SAYA mengikuti pelatihan Promosi Wisata Kreatif melalui Media Sosial, Senin (23/7/2018) lalu. Bukan sebagai peserta, namun turut berpartisipasi sebagai pemateri, atau istilahnya inspirator di acara tersebut.

Tema ini sungguh menarik, karena pelaku wisata di Bontang sudah aware dengan pentingnya promosi melalui media sosial. Hal inilah yang membuat saya langsung mengiyakan tawaran untuk menjadi pemateri di acara kali ini.

Saya pun memulainya dengan memaparkan data yang berkaitan dengan tema ini. Pada 2017, ada sekitar 143,26 juta masyarakat Indonesia yang terhubung dengan internet. Ini berarti ada lebih dari 54 persen dari penduduk Indonesia juga sudah menjadi penduduk dunia maya.

Data itu kemudian dikerucutan kembali berdasarkan kelompok usia. Ditemukan hasil, sekitar lebih dari 49 persen pengguna internet di Indonesia, adalah penduduk berusia 19-34 tahun. Saya menyebutnya ini adalah generasi Y, yang lahir di kurun waktu 70an akhir hingga 90an akhir.

Sementara 29,55 persen merupakan pengguna di kelompok usia 35-54 tahun. Mereka saya sebut adalah generasi X yang lahir di kurun waktu 60an hingga 70an. Sisanya, yakni 16,68 persen yang dihuni kelompok usia 13-18 tahun. Saya menyebutnya generasi Z yang lahir di kurun waktu 90an akhir hingga pertengahan 2000an.

Dan 4,24 persen adalah kelompok usia di atas 54 tahun yang saya sebut generasi baby boomers yang lahir di sekitar tahun 40 hingga 50an. Data yang saya peroleh dari Asosiasi Penyelenggara Jasa Internet Indonesia (APJII) ini bisa jadi landasan awal untuk merancang strategi promosi yang tepat dari pelaku wisata kepada target audience-nya.

Dari data ini pun sekilas bisa disimpulkan, jika generasi X, Y, dan Z adalah pasar potensial bagi para pelaku wisata untuk menggaet wisatawan. Sebenarnya, masih ada satu generasi lagi yakni generasi alpha, yaitu generasi yang lahir di tahun 2010 hingga saat ini.

Sekadar diketahui, generasi baby boomers adalah generasi yang hidup dengan teknologi konvensional seperti koran dan radio. Sementara generasi X, mereka hidup di era berkembangnya televisi, dan generasi Y hidup di era berkembangnya teknologi internet. Sedangkan generasi Z dan generasi alpha adalah mereka yang hidup di saat internet dan gawai sudah semakin memengaruhi kehidupan. Segala keperluan, akses informasi, dan lain sebagainya didapatkan dari gawai dan internet. Cukup sekali klik, apa yang dicari akan ditemukan dengan cepat dan mudah.
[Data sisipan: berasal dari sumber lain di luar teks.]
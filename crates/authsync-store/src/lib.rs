//! Durable auth snapshot storage for authsync.
//!
//! 1. **Backends**: where bytes live ([`SnapshotStorage`] trait,
//!    [`MemoryStorage`], [`FileStorage`])
//! 2. **Store**: the last-known snapshot with an in-memory cache,
//!    staleness and corruption handling ([`SessionStore`])
//!
//! # How it fits in the stack
//!
//! ```text
//! Core (above)      ← saves reconciled snapshots, reacts to sibling writes
//!     ↕
//! Store (this crate) ← cache + durable copy + change feed
//!     ↕
//! Protocol (below)   ← AuthSnapshot, JsonCodec
//! ```

mod error;
mod file;
mod storage;
mod store;

pub use error::StoreError;
pub use file::FileStorage;
pub use storage::{MemoryStorage, SnapshotStorage, StorageChange, WriterId};
pub use store::{SessionStore, StoreConfig};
Kembali ke topik bahasan, dengan mengetahui pangsa pasar atau target umur wisatawan, maka dapat membantu untuk membuat konten-konten promosi yang lebih kreatif. Survei terbaru dari riset We Are Social Hootsuite, disebutkan Youtube merupakan media sosial yang lebih banyak diakses oleh netizen –sebutan warga dunia maya-. Baru diikuti oleh Facebook, Whatsapp, dan Instagram.

Hasil riset ini juga bisa jadi pegangan bagi pelaku wisata. Youtube, yang notabene adalah media sosial untuk berbagi video masih jadi pilihan favorit netizen, utamanya untuk mencari informasi terkait tempat wisata yang dikunjungi. Sedangkan Facebook dan Whatsapp, adalah media sosial tempat menyebarkannya informasi promosi wisata, dan Instagram sebagai “album foto” digital saat ini.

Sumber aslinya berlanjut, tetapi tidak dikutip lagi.